Reading Hyperobjects: Pardon Me While I Have a Strange Interlude

I’ve begun reading Morton’s second chapter, “Nonlocality,” and have decided I need to say something about Morton’s use of science, a subject matter that’s already occasioned a fair amount of discussion. Jon Cogburn’s written a useful post, How not to engage with other humanists; Nathan Brown and the continental/continental divide, which generated a great deal of discussion, much of it about Morton’s Realist Magic (which I’ve not read). Some thinkers are appalled by what Morton does and think it discredits his work. Others, while cognizant of difficulties, take a somewhat different view.

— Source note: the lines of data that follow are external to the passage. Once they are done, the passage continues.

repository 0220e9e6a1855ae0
//! Retries the atomic create-and-commit until it lands or the budget runs out.

use std::time::Duration;

use pulse_core::{
  lineage::{CommitOutcome, NewArtifact},
  store::{LineageStore, StoreError},
};

use crate::{error::RunError, retry::RetryPolicy};

#[derive(Debug, Clone)]
pub struct InclusionCommitter {
  policy:          RetryPolicy,
  attempt_timeout: Duration,
}

impl InclusionCommitter {
  pub fn new(policy: RetryPolicy, attempt_timeout: Duration) -> Self {
    Self {
      policy,
      attempt_timeout,
    }
  }

  pub fn policy(&self) -> &RetryPolicy { &self.policy }

  /// Commit `artifact` with its children.
  ///
  /// Every attempt sends identical content and children, so an attempt that
  /// timed out after the store actually committed is picked up by the next
  /// attempt as [`CommitOutcome::Existing`].
  pub async fn commit<S: LineageStore>(
    &self,
    store: &S,
    artifact: NewArtifact,
  ) -> Result<CommitOutcome, RunError> {
    let period = artifact.period;
    let mut attempt = 0;

    loop {
      attempt += 1;
      let result = tokio::time::timeout(
        self.attempt_timeout,
        store.create_artifact_and_commit_inclusion(artifact.clone()),
      )
      .await;

      let (message, retryable) = match result {
        Ok(Ok(outcome)) => {
          if attempt > 1 {
            tracing::info!(attempt, "commit succeeded after retry");
          }
          return Ok(outcome);
        }
        Ok(Err(e)) => (e.to_string(), e.is_transient()),
        Err(_) => (
          format!("attempt timed out after {:?}", self.attempt_timeout),
          true,
        ),
      };

      if !retryable || !self.policy.allows_retry_after(attempt) {
        tracing::error!(
          alert = "critical",
          %period,
          attempts = attempt,
          retryable,
          error = %message,
          "commit failed; generated content was not recorded"
        );
        return Err(RunError::CommitIo {
          period,
          attempts: attempt,
          message,
        });
      }

      let delay = self.policy.delay_for(attempt);
      tracing::warn!(
        attempt,
        delay_ms = u64::try_from(delay.as_millis()).unwrap_or(u64::MAX),
        error = %message,
        "commit failed, retrying with identical content"
      );
      tokio::time::sleep(delay).await;
    }
  }
}
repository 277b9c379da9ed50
/// Batch driver writing `ribbon-N.svg` files.
pub mod batch;
/// PNG previews via `usvg` + `resvg`.
pub mod preview;
/// Fit-to-viewBox and SVG serialization.
pub mod svg;
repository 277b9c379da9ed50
pub mod core;
pub mod error;
pub mod math;
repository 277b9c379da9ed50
//! Elliptical-arc evaluator used by the static exporter.
//!
//! The centerline is a quarter of an ellipse inscribed in the frame, starting on one of the four
//! axis points. Strands are spread along the arc normal, twisted inside two soft regions, and
//! pushed in depth by a slow wave before a perspective divide about the frame center.

use std::f64::consts::{FRAC_PI_2, PI, TAU};

use crate::foundation::{
    core::{Point, Point3},
    error::{RibbonError, RibbonResult},
    math::{hash1, smoothstep},
};

/// Ellipse semi-axes as a fraction of the frame size.
const ARC_RADIUS_FRACTION: f64 = 0.45;
/// Scales the distance to a twist region before it is eased; lower is softer.
const TWIST_SOFTNESS: f64 = 0.45;

/// Randomized geometry of one exported ribbon.
#[derive(Clone, Debug, PartialEq, serde::Serialize, serde::Deserialize)]
pub struct EllipticConfig {
    pub seed: f64,
    /// Arc start angle; a multiple of `π/2`.
    pub start_angle: f64,
    pub lines: usize,
    pub steps: usize,
    pub perspective: f64,
    /// Total spread of the strands along the arc normal.
    pub ribbon_depth: f64,
    pub wave_frequency: f64,
    pub wave_amplitude: f64,
    pub twist_1_amount: f64,
    pub twist_2_amount: f64,
    pub twist_1_position: f64,
    pub twist_2_position: f64,
    pub twist_region_width: f64,
    pub base_twist_turns: f64,
}

impl EllipticConfig {
    /// Draw every parameter from `hash1(seed + k)` within its tuned range.
    pub fn from_seed(seed: f64) -> Self {
        let r = |offset: f64, lo: f64, hi: f64| lo + hash1(seed + offset) * (hi - lo);
        let quadrant = (hash1(seed + 50.0) * 4.0).floor().min(3.0);
        Self {
            seed,
            start_angle: quadrant * FRAC_PI_2,
            lines: r(1.0, 45.0, 75.0).floor() as usize,
            steps: r(2.0, 320.0, 420.0).floor() as usize,
            perspective: 800.0,
            ribbon_depth: r(3.0, 280.0, 420.0),
            wave_frequency: r(4.0, 0.5, 4.0),
            wave_amplitude: r(5.0, 0.0, 32.0),
            twist_1_amount: r(6.0, 0.06, 0.25),
            twist_2_amount: r(7.0, 0.06, 0.25),
            twist_1_position: r(8.0, 0.25, 0.45),
            twist_2_position: r(9.0, 0.5, 0.75),
            twist_region_width: r(10.0, 0.28, 0.5),
            base_twist_turns: r(11.0, 0.0, 0.18),
        }
    }

    pub fn validate(&self) -> RibbonResult<()> {
        if self.lines < 2 {
            return Err(RibbonError::validation("lines must be >= 2"));
        }
        if self.steps == 0 {
            return Err(RibbonError::validation("steps must be > 0"));
        }
        if self.twist_region_width <= 0.0 {
            return Err(RibbonError::validation("twist_region_width must be > 0"));
        }
        let max_depth = self.ribbon_depth.abs() / 2.0 + self.wave_amplitude.abs();
        if self.perspective <= max_depth {
            return Err(RibbonError::validation(
                "perspective must exceed half the ribbon depth plus the wave amplitude",
            ));
        }
        Ok(())
    }

    pub fn line_spacing(&self) -> f64 {
        self.ribbon_depth / (self.lines.max(2) - 1) as f64
    }
}

/// One projected strand and its mean depth.
#[derive(Clone, Debug, PartialEq)]
pub struct ProjectedStrand {
    pub index: usize,
    pub points: Vec<Point>,
    pub avg_z: f64,
}

/// Evaluates exporter ribbon points inside a square-ish `width × height` frame.
#[derive(Clone, Debug)]
pub struct EllipticEvaluator<'a> {
    cfg: &'a EllipticConfig,
    center: Point,
    radii: (f64, f64),
}

impl<'a> EllipticEvaluator<'a> {
    pub fn new(cfg: &'a EllipticConfig, width: f64, height: f64) -> Self {
        Self {
            cfg,
            center: Point::new(width * 0.5, height * 0.5),
            radii: (width * ARC_RADIUS_FRACTION, height * ARC_RADIUS_FRACTION),
        }
    }

    /// Twist angle at `u`: two soft sine bumps plus a slow linear base twist.
    pub fn twist_angle(&self, u: f64) -> f64 {
        let cfg = self.cfg;
        let width = cfg.twist_region_width.max(f64::EPSILON);
        let envelope = |position: f64| {
            let dist = (u - position).abs() / width;
            1.0 - smoothstep((dist * TWIST_SOFTNESS).min(1.0))
        };
        let twist_1 = (u * TAU).sin() * cfg.twist_1_amount * envelope(cfg.twist_1_position);
        let twist_2 =
            (u * TAU + FRAC_PI_2).sin() * cfg.twist_2_amount * envelope(cfg.twist_2_position);
        let base = u * TAU * cfg.base_twist_turns;
        (twist_1 + twist_2) * PI + base
    }

    /// Pre-projection point: `x`/`y` on the frame, `z` the simulated depth.
    pub fn point(&self, strand: usize, u: f64) -> Point3 {
        let cfg = self.cfg;
        let mid = (cfg.lines.max(2) - 1) as f64 / 2.0;
        let offset = (strand as f64 - mid) * cfg.line_spacing();

        let theta = cfg.start_angle + u * FRAC_PI_2;
        let (sin_t, cos_t) = theta.sin_cos();
        let (a, b) = self.radii;
        let on_arc = Point::new(self.center.x + a * cos_t, self.center.y + b * sin_t);

        // Unit normal of the arc (tangent rotated by -90°).
        let (tx, ty) = (-a * sin_t, b * cos_t);
        let len = tx.hypot(ty);
        let len = if len > 0.0 { len } else { 1.0 };
        let (nx, ny) = (ty / len, -tx / len);

        let wave = cfg.wave_amplitude * (theta * cfg.wave_frequency).sin();
        let (sin_tw, cos_tw) = self.twist_angle(u).sin_cos();
        let radial = offset * cos_tw;

        Point3 {
            x: on_arc.x + nx * radial,
            y: on_arc.y + ny * radial,
            z: offset * sin_tw + wave,
        }
    }

    /// Perspective divide about the frame center.
    pub fn project(&self, p: Point3) -> Point {
        let scale = self.cfg.perspective / (self.cfg.perspective + p.z);
        Point::new(
            self.center.x + (p.x - self.center.x) * scale,
            self.center.y + (p.y - self.center.y) * scale,
        )
    }

    pub fn strand(&self, strand: usize) -> ProjectedStrand {
        let steps = self.cfg.steps.max(1);
        let mut points = Vec::with_capacity(steps + 1);
        let mut z_sum = 0.0;
        for j in 0..=steps {
            let u = j as f64 / steps as f64;
            let p = self.point(strand, u);
            points.push(self.project(p));
            z_sum += p.z;
        }
        let avg_z = z_sum / points.len() as f64;
        ProjectedStrand {
            index: strand,
            points,
            avg_z,
        }
    }

    /// All strands, farthest (lowest mean depth) first.
    pub fn strands_back_to_front(&self) -> Vec<ProjectedStrand> {
        let mut strands: Vec<_> = (0..self.cfg.lines).map(|i| self.strand(i)).collect();
        z_sort(&mut strands);
        strands
    }
}

/// Stable ascending sort by mean depth; ties keep their strand order.
pub fn z_sort(strands: &mut [ProjectedStrand]) {
    strands.sort_by(|a, b| a.avg_z.total_cmp(&b.avg_z));
}

#[cfg(test)]
#[path = "../../tests/unit/curve/elliptic.rs"]
mod tests;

In reply to Cogburn, Terrence Blake said: “I do not discuss Morton at all as, like you, I think he is doing something very different than philosophy most of the time...” Others seem to agree; I’m one of them. In my own remark I observed that
I've been strongly influenced by Lévi-Strauss, an important precursor to (while also being contemporary to) much of the thinking in question. He made use of mathematical ideas. In particular, his four-volume study of myth is larded with technical-seeming diagrams, notation, and he talks of proving this or that in a mathematical way. But he also says, in the introduction to The Raw and the Cooked, that this is all by way of metaphor, analogy. He isn't really using algebraic group theory, but finds some notions from it useful.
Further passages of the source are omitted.